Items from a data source
== Segment start ==

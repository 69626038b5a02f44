//! API error handling
//!
//! Maps the engine's error taxonomy onto HTTP statuses and renders a
//! structured body carrying the request id.

use crate::errors::{EngineError, ResourceError};
use axum::{
    http::StatusCode,
    response::{IntoResponse, Response},
    Json,
};
use serde::{Deserialize, Serialize};
use std::fmt;

/// Top-level API error response with request tracking
#[derive(Debug, Clone, Serialize, Deserialize)]
pub struct ErrorResponse {
    pub request_id: String,
    pub error: ErrorBody,
}

/// Error body with structured information
#[derive(Debug, Clone, Serialize, Deserialize)]
pub struct ErrorBody {
    /// Stable code (`insufficient_balance`, `rate_limited`, ...)
    pub code: String,
    /// Human-readable error message
    pub message: String,
}

/// Engine error paired with the request it failed.
#[derive(Debug)]
pub struct ApiError {
    pub request_id: String,
    pub source: EngineError,
}

impl ApiError {
    pub fn new(request_id: String, source: EngineError) -> Self {
        Self { request_id, source }
    }

    fn status(&self) -> StatusCode {
        match &self.source {
            EngineError::Validation(_) | EngineError::State(_) => StatusCode::BAD_REQUEST,
            EngineError::Auth(_) => StatusCode::FORBIDDEN,
            EngineError::NotFound(_) => StatusCode::NOT_FOUND,
            EngineError::Resource(ResourceError::RateLimited { .. }) => {
                StatusCode::TOO_MANY_REQUESTS
            }
            EngineError::Resource(_) => StatusCode::BAD_REQUEST,
            EngineError::Storage(_) => StatusCode::INTERNAL_SERVER_ERROR,
        }
    }
}

impl fmt::Display for ApiError {
    fn fmt(&self, f: &mut fmt::Formatter<'_>) -> fmt::Result {
        write!(f, "[{}] {}", self.request_id, self.source)
    }
}

impl std::error::Error for ApiError {}

impl IntoResponse for ApiError {
    fn into_response(self) -> Response {
        let status = self.status();
        let body = Json(ErrorResponse {
            request_id: self.request_id,
            error: ErrorBody {
                code: self.source.code().to_string(),
                message: self.source.to_string(),
            },
        });

        (status, body).into_response()
    }
}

== Segment end ==

* [What the exercise asks] What's wanted is a faithful copy of each entry above.

* [Completed task]
repository 69626038b5a02f44
//! API error handling
//!
//! Maps the engine's error taxonomy onto HTTP statuses and renders a
//! structured body carrying the request id.

use crate::errors::{EngineError, ResourceError};
use axum::{
    http::StatusCode,
    response::{IntoResponse, Response},
    Json,
};
use serde::{Deserialize, Serialize};
use std::fmt;

/// Top-level API error response with request tracking
#[derive(Debug, Clone, Serialize, Deserialize)]
pub struct ErrorResponse {
    pub request_id: String,
    pub error: ErrorBody,
}

/// Error body with structured information
#[derive(Debug, Clone, Serialize, Deserialize)]
pub struct ErrorBody {
    /// Stable code (`insufficient_balance`, `rate_limited`, ...)
    pub code: String,
    /// Human-readable error message
    pub message: String,
}

/// Engine error paired with the request it failed.
#[derive(Debug)]
pub struct ApiError {
    pub request_id: String,
    pub source: EngineError,
}

impl ApiError {
    pub fn new(request_id: String, source: EngineError) -> Self {
        Self { request_id, source }
    }

    fn status(&self) -> StatusCode {
        match &self.source {
            EngineError::Validation(_) | EngineError::State(_) => StatusCode::BAD_REQUEST,
            EngineError::Auth(_) => StatusCode::FORBIDDEN,
            EngineError::NotFound(_) => StatusCode::NOT_FOUND,
            EngineError::Resource(ResourceError::RateLimited { .. }) => {
                StatusCode::TOO_MANY_REQUESTS
            }
            EngineError::Resource(_) => StatusCode::BAD_REQUEST,
            EngineError::Storage(_) => StatusCode::INTERNAL_SERVER_ERROR,
        }
    }
}

impl fmt::Display for ApiError {
    fn fmt(&self, f: &mut fmt::Formatter<'_>) -> fmt::Result {
        write!(f, "[{}] {}", self.request_id, self.source)
    }
}

impl std::error::Error for ApiError {}

impl IntoResponse for ApiError {
    fn into_response(self) -> Response {
        let status = self.status();
        let body = Json(ErrorResponse {
            request_id: self.request_id,
            error: ErrorBody {
                code: self.source.code().to_string(),
                message: self.source.to_string(),
            },
        });

        (status, body).into_response()
    }
}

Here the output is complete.